Another article I picked up from Kodak’s Facebook page.  I like what John Schwartzman has to say about digital intermediates and making a direct optical print photochemically.  If you go directly from the negative to a print for projection, you retain a lot more of the color that is lost when a negative is scanned digitally, and projected, there is a much greater sense of depth in the image, better contrast, you can see so much deeper into the shadows.
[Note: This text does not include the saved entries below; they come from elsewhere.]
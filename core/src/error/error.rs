use thiserror::Error;

use super::StoreError;

/// Errors raised while running a task through its pipeline.
///
/// Any of these aborts the current run and drives the retry counter;
/// error-shaped values *returned* by plugins are recorded as step
/// results instead and never surface here.
#[derive(Error, Debug)]
pub enum EngineError {
    #[error("no step configuration named '{0}'")]
    ConfigNotFound(String),

    #[error("generative backend error: {0}")]
    Backend(String),

    #[error("plugin '{name}' failed: {source}")]
    Plugin {
        name: String,
        source: anyhow::Error,
    },

    #[error("store error: {0}")]
    Store(#[from] StoreError),
}

#[derive(Error, Debug)]
pub enum ConfigError {
    #[error("config error: {0}")]
    Invalid(String),

    #[error("step config '{file}': {reason}")]
    Step { file: String, reason: String },

    #[error("toml parse error: {0}")]
    Toml(#[from] toml::de::Error),

    #[error("io error: {0}")]
    Io(#[from] std::io::Error),
}
pub mod cli;
pub mod import;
Even digital images look better when projected on 35mm film!

Now, when I moved to Colorado a little over four years ago, pretty much all the theaters in my area had switched over to digital projection already.  The small theater in Woodland Park (which is the closest to me) switched over sometime in 2010, so really I had gotten quite reconciled to digital projection (in fact, I never thought about it one way or the other), but then sometime in the 2nd half of 2011 I saw Tree of Life in a small indie theater in Colorado Springs and was blown away by what I saw.  This theater, Kimball’s, was the last holdout still showing 35mm prints in my area.  Sadly, the mandate came down from The Studios that they weren’t going to pay to ship out film prints much longer (especially Fox Searchlight, which is where Kimball’s got most of their prints) so while I got to see a few last film prints, sadly now there is no theater anywhere near me that shows 35mm film prints anymore.  Kimball’s survived and switched their last screen over to digital early in 2013.  I saw Inside Llewyn Davis there just last week, but the magic just isn’t there anymore and going to the theater has become a somewhat disappointing experience.

Back in 2006 I made a 4-hour trip to Lexington, KY just to see Tideland on the big screen (sadly, we were the only ones there), so I hope that proves my dedication at least in some ways (mainly to Terry Gilliam) – Denver is only 2 hours away from me, so if I want to see something bad enough to drive to Denver, I can still see an occasional film print (maybe Zero Theorem?) but really, the theater just isn’t what it once was and I’ve kind of been sapped of my enthusiasm to go back.  There’s absolutely nothing the theater gives me anymore in the way of an experience that I can’t have at home.  With the next gen video game systems here, now’s probably the time to get myself a Playstation 3 and start delving (at long last) into the world of Blu-ray.

When Schwartzman talks about optical 35mm prints, about how Kaminski, Nolan and Pfister insist on doing it that way, I have to wonder where the hell I’m going to have to go to see one of those prints.  As it is, 95% of the people who saw the latest Spielberg or Nolan film saw it digitally projected anyway, so are the studios going to pay to make and ship any 35mm prints again?  I wish there was a bit more information out there to help people find where these are being shown, but it doesn’t seem that many people care about that sort of thing these days.  Sad.